Task prompt:
Scan the entries that follow and copy out every line containing "Result".

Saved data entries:
------------------------
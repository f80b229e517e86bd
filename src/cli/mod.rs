// src/cli/mod.rs
//! Command-line interface definitions

/// Argument structures parsed by clap
pub mod commands;

pub use commands::{Action, Commands, ConfigOptions, RunOptions};
// src/utils/logging.rs
//! Logging configuration and utilities
//!
//! This module handles logging setup for the simulator, including:
//! - Standard logging configuration
//! - Verbose logging for watching individual ticks and fetches
//! - Custom log formatting
//!
//! Uses `env_logger` under the hood with custom formatting and filtering.

use env_logger::{Builder, Target};
use log::LevelFilter;
use std::env;

/// Initializes the logging subsystem with sensible defaults
///
/// # Configuration
/// - Logs to stdout
/// - Default log level: Info
/// - Custom timestamp and source location formatting
/// - Respects `RUST_LOG` environment variable if set
pub fn init_logging() {
    let mut builder = common_log_config();
    builder.filter_level(LevelFilter::Info);
    if let Ok(filters) = env::var("RUST_LOG") {
        builder.parse_filters(&filters);
    }
    let _ = builder.try_init();
}

/// Configures verbose logging
///
/// # Differences from Standard Logging
/// - Default log level: Debug (if RUST_LOG not set)
/// - Shows stats ticks, share discoveries and fetch failures
pub fn init_verbose_logging() {
    let mut builder = common_log_config();

    if env::var("RUST_LOG").is_err() {
        builder.filter_level(LevelFilter::Debug);
    } else {
        builder.parse_env("RUST_LOG");
    }

    let _ = builder.try_init();
}

/// Creates the base logger builder shared by both modes
///
/// # Features
/// - One line per record:
///   - Timestamp (seconds precision)
///   - Level, padded so messages line up
///   - Emitting module, with the `nerdminer_sim::` prefix stripped
///   - Message
/// - Output to stdout, so the status lines and logs share one stream
///
/// # Returns
/// Builder without a level filter; callers add their own
fn common_log_config() -> Builder {
    let mut builder = Builder::new();
    builder.target(Target::Stdout).format(|buf, record| {
        use std::io::Write;
        let module = record.module_path().unwrap_or("?");
        let module = module.strip_prefix("nerdminer_sim::").unwrap_or(module);
        writeln!(
            buf,
            "[{} {:<5} {}] {}",
            buf.timestamp_seconds(),
            record.level(),
            module,
            record.args()
        )
    });
    builder
}

#[cfg(test)]
mod tests {
    use super::*;

    #[test]
    fn repeated_initialization_is_harmless() {
        init_logging();
        init_verbose_logging();
        log::info!("logger still usable");
    }
}
impl JobSettings {
    /// Settings for `kind` scanning `scan_path`, with the kind's defaults.
    #[must_use]
    pub fn for_kind(kind: DocumentKind, scan_path: impl Into<PathBuf>) -> Self {
        Self {
            scan_path: scan_path.into(),
            file_extension: kind.default_extension().to_string(),
            index_suffix: kind.as_str().to_string(),
            ..Default::default()
        }
    }

    /// Batching window as a duration.
    #[must_use]
    pub const fn batch_window(&self) -> Duration {
        Duration::from_secs(self.batch_window_secs)
    }

    /// Processing trigger period.
    #[must_use]
    pub const fn process_interval(&self) -> Duration {
        Duration::from_secs(self.process_interval_secs)
    }

    /// Cleanup trigger period.
    #[must_use]
    pub const fn cleanup_interval(&self) -> Duration {
        Duration::from_secs(self.cleanup_interval_secs)
    }

    /// Per-run timeout, if any.
    #[must_use]
    pub fn run_timeout(&self) -> Option<Duration> {
        self.run_timeout_secs.map(Duration::from_secs)
    }

    fn validate(&self, kind: DocumentKind) -> Result<()> {
        let ctx = |msg: &str| Error::config(format!("jobs.{kind}: {msg}"));

        if self.active && self.scan_path.as_os_str().is_empty() {
            return Err(ctx("scan_path cannot be empty for an active job"));
        }
        if self.file_extension.trim_start_matches('.').is_empty() {
            return Err(ctx("file_extension cannot be empty"));
        }
        if self.index_suffix.is_empty() {
            return Err(ctx("index_suffix cannot be empty"));
        }
        for (name, value) in [
            ("decode", self.parallelism.decode),
            ("filter", self.parallelism.filter),
            ("write", self.parallelism.write),
        ] {
            if value == 0 || value > MAX_PARALLELISM {
                return Err(ctx(&format!(
                    "parallelism.{name} must be between 1 and {MAX_PARALLELISM}"
                )));
            }
        }
        if self.batch_size == 0 {
            return Err(ctx("batch_size cannot be 0"));
        }
        if self.batch_window_secs == 0 {
            return Err(ctx("batch_window_secs cannot be 0"));
        }
        if self.process_interval_secs == 0 || self.cleanup_interval_secs == 0 {
            return Err(ctx("trigger intervals cannot be 0"));
        }
        Ok(())
    }
}
//! Error types and Result aliases for docindex.
//!
//! This module defines the error hierarchy used throughout the crate.
//! All public functions return `Result<T, Error>` or `Result<T>`.

use thiserror::Error;

/// Result type alias using docindex's Error type.
pub type Result<T> = std::result::Result<T, Error>;

/// Main error type for docindex operations.
#[derive(Error, Debug)]
pub enum Error {
    /// Configuration error.
    #[error("configuration error: {0}")]
    Config(String),

    /// Change-detection store error.
    #[error("comparer error: {0}")]
    Comparer(#[from] ComparerError),

    /// Search index error.
    #[error("index error: {0}")]
    Index(#[from] IndexError),

    /// Job execution error.
    #[error("job error: {0}")]
    Job(#[from] JobError),

    /// Server/API error.
    #[error("server error: {0}")]
    Server(#[from] ServerError),

    /// I/O error.
    #[error("I/O error: {0}")]
    Io(#[from] std::io::Error),

    /// JSON (de)serialization error.
    #[error("JSON error: {0}")]
    Json(#[from] serde_json::Error),
}

/// Comparer store errors.
#[derive(Error, Debug)]
pub enum ComparerError {
    /// Backing file could not be read or written.
    #[error("failed to access comparer file '{path}': {reason}")]
    Access { path: String, reason: String },
}

/// Search index errors.
#[derive(Error, Debug)]
pub enum IndexError {
    /// Transport-level failure talking to the index service.
    #[error("request to index service failed: {0}")]
    Transport(String),

    /// The index service answered with an error status.
    #[error("index service returned {status} for {operation}: {body}")]
    Status {
        operation: &'static str,
        status: u16,
        body: String,
    },

    /// Index does not exist.
    #[error("index '{0}' does not exist")]
    Missing(String),
}

/// Document decoding errors.
///
/// Never converted into [`Error`]: the pipeline drops the document and counts it.
#[derive(Error, Debug)]
pub enum DecodeError {
    /// The file could not be read.
    #[error("failed to read '{path}': {reason}")]
    Read { path: String, reason: String },

    /// The file was read but its content could not be decoded.
    #[error("unsupported or corrupt document '{path}': {reason}")]
    Format { path: String, reason: String },
}

/// Job execution errors.
#[derive(Error, Debug)]
pub enum JobError {
    /// The scan root is missing or not a directory.
    #[error("scan root '{path}' is not accessible: {reason}")]
    ScanRoot { path: String, reason: String },

    /// A pipeline stage task failed.
    #[error("pipeline stage '{stage}' failed: {reason}")]
    Stage { stage: &'static str, reason: String },
}

/// Server/API errors.
#[derive(Error, Debug)]
pub enum ServerError {
    /// Failed to bind to address.
    #[error("failed to bind to {address}: {reason}")]
    BindFailed { address: String, reason: String },

    /// Request handling error.
    #[error("request error: {0}")]
    Request(String),
}

impl Error {
    /// Create a configuration error.
    pub fn config(msg: impl Into<String>) -> Self {
        Self::Config(msg.into())
    }
}

impl ComparerError {
    /// Create an access error for the given path.
    pub fn access(path: &std::path::Path, err: impl std::fmt::Display) -> Self {
        Self::Access {
            path: path.display().to_string(),
            reason: err.to_string(),
        }
    }
}

impl DecodeError {
    /// Create a read error for the given path.
    pub fn read(path: &std::path::Path, err: impl std::fmt::Display) -> Self {
        Self::Read {
            path: path.display().to_string(),
            reason: err.to_string(),
        }
    }

    /// Create a format error for the given path.
    pub fn format(path: &std::path::Path, reason: impl Into<String>) -> Self {
        Self::Format {
            path: path.display().to_string(),
            reason: reason.into(),
        }
    }
}

impl From<reqwest::Error> for IndexError {
    fn from(e: reqwest::Error) -> Self {
        Self::Transport(e.to_string())
    }
}

#[cfg(test)]
mod tests;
------------------------
Written response:
    fn validate(&self, kind: DocumentKind) -> Result<()> {
//! Error types and Result aliases for docindex.
//! All public functions return `Result<T, Error>` or `Result<T>`.
/// Result type alias using docindex's Error type.
pub type Result<T> = std::result::Result<T, Error>;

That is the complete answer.